Je crois que les journaux fournissant une information complète et fiable à des communautés locales et ayant une stratégie Internet raisonnable resteront viables pour longtemps. Je ne crois pas que le succès viendra de la réduction des informations proposées ou de la périodicité de publication. Une offre chiche produira toujours un lectorat chiche. (…) Notre objectif est de conserver aux journaux que nous acquérons un contenu informatif digne d’intérêt pour leurs lecteurs et d’être rémunérés de manière appropriée par ceux qui trouvent nos produits utiles, qu’ils l’utilisent au format papier ou numérique. (…)

Les journaux que nous possédons ne sont certainement pas immunisés contre la crise économique de la presse. Pourtant, les six petits quotidiens locaux que nous détenions en 2012 n’ont pas enregistré de baisse de leur chiffre d’affaires, une performance bien supérieure à celle des journaux plus importants. En outre, les deux quotidiens les plus éminents de notre groupe ont vu leurs ventes ne décliner que de 3%, un résultat là aussi bien meilleur que celui de leurs pairs. (…)

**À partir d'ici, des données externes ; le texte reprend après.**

use dashmap::DashMap;
use serde::de::DeserializeOwned;
use serde::Serialize;
use serde_json::Value;
use std::time::{Duration, Instant};

const MAX_ENTRIES: usize = 4096;

struct Entry {
    value: Value,
    expires_at: Instant,
}

/// Short-TTL in-memory map collapsing duplicate fetches within one request's
/// fan-out. Keys encode fetch semantics, e.g. `fh_quote_AAPL_2025-11-08`.
#[derive(Default)]
pub struct ProcessCache {
    entries: DashMap<String, Entry>,
}

impl ProcessCache {
    pub fn new() -> Self {
        Self::default()
    }

    pub fn get(&self, key: &str) -> Option<Value> {
        let entry = self.entries.get(key)?;
        if entry.expires_at <= Instant::now() {
            drop(entry);
            self.entries.remove(key);
            return None;
        }
        Some(entry.value.clone())
    }

    pub fn put(&self, key: &str, value: Value, ttl: Duration) {
        if self.entries.len() >= MAX_ENTRIES {
            self.evict();
        }
        self.entries.insert(
            key.to_string(),
            Entry {
                value,
                expires_at: Instant::now() + ttl,
            },
        );
    }

    pub fn get_as<T: DeserializeOwned>(&self, key: &str) -> Option<T> {
        serde_json::from_value(self.get(key)?).ok()
    }

    pub fn put_as<T: Serialize>(&self, key: &str, value: &T, ttl: Duration) {
        if let Ok(json) = serde_json::to_value(value) {
            self.put(key, json, ttl);
        }
    }

    pub fn len(&self) -> usize {
        self.entries.len()
    }

    pub fn is_empty(&self) -> bool {
        self.entries.is_empty()
    }

    /// Drops expired entries; if the map is still at capacity afterwards,
    /// drops the entries closest to expiry until it fits.
    fn evict(&self) {
        let now = Instant::now();
        self.entries.retain(|_, e| e.expires_at > now);
        if self.entries.len() < MAX_ENTRIES {
            return;
        }
        let mut by_expiry: Vec<(String, Instant)> = self
            .entries
            .iter()
            .map(|e| (e.key().clone(), e.expires_at))
            .collect();
        by_expiry.sort_by_key(|(_, exp)| *exp);
        let overshoot = self.entries.len() + 1 - MAX_ENTRIES;
        for (key, _) in by_expiry.into_iter().take(overshoot) {
            self.entries.remove(&key);
        }
    }
}

#[cfg(test)]
mod tests {
    use super::*;
    use serde_json::json;

    #[test]
    fn hit_within_ttl_miss_after() {
        let cache = ProcessCache::new();
        cache.put("fh_quote_AAPL_2025-11-08", json!(190.1), Duration::from_secs(30));
        assert_eq!(cache.get("fh_quote_AAPL_2025-11-08"), Some(json!(190.1)));

        cache.put("gone", json!(1), Duration::ZERO);
        assert_eq!(cache.get("gone"), None);
        // The expired entry is removed on read.
        assert!(!cache.entries.contains_key("gone"));
    }

    #[test]
    fn typed_round_trip() {
        #[derive(serde::Serialize, serde::Deserialize, PartialEq, Debug)]
        struct Probe {
            price: f64,
        }
        let cache = ProcessCache::new();
        cache.put_as("p", &Probe { price: 10.0 }, Duration::from_secs(5));
        assert_eq!(cache.get_as::<Probe>("p"), Some(Probe { price: 10.0 }));
    }
}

Le résultat opérationnel de notre groupe de presse décroîtra presque certainement dans les prochaines années. Même une stratégie Internet pertinente ne pourra pas empêcher une petite érosion. Je suis cependant convaincu que nos journaux seront à la hauteur de nos objectifs économiques en matière d’acquisitions. Les résultats enregistrés à ce jour confirment cette assertion. (…) Et nous fermons à regret les rares quotidiens que nous avons acquis et qui démontrent leur incapacité à survivre“.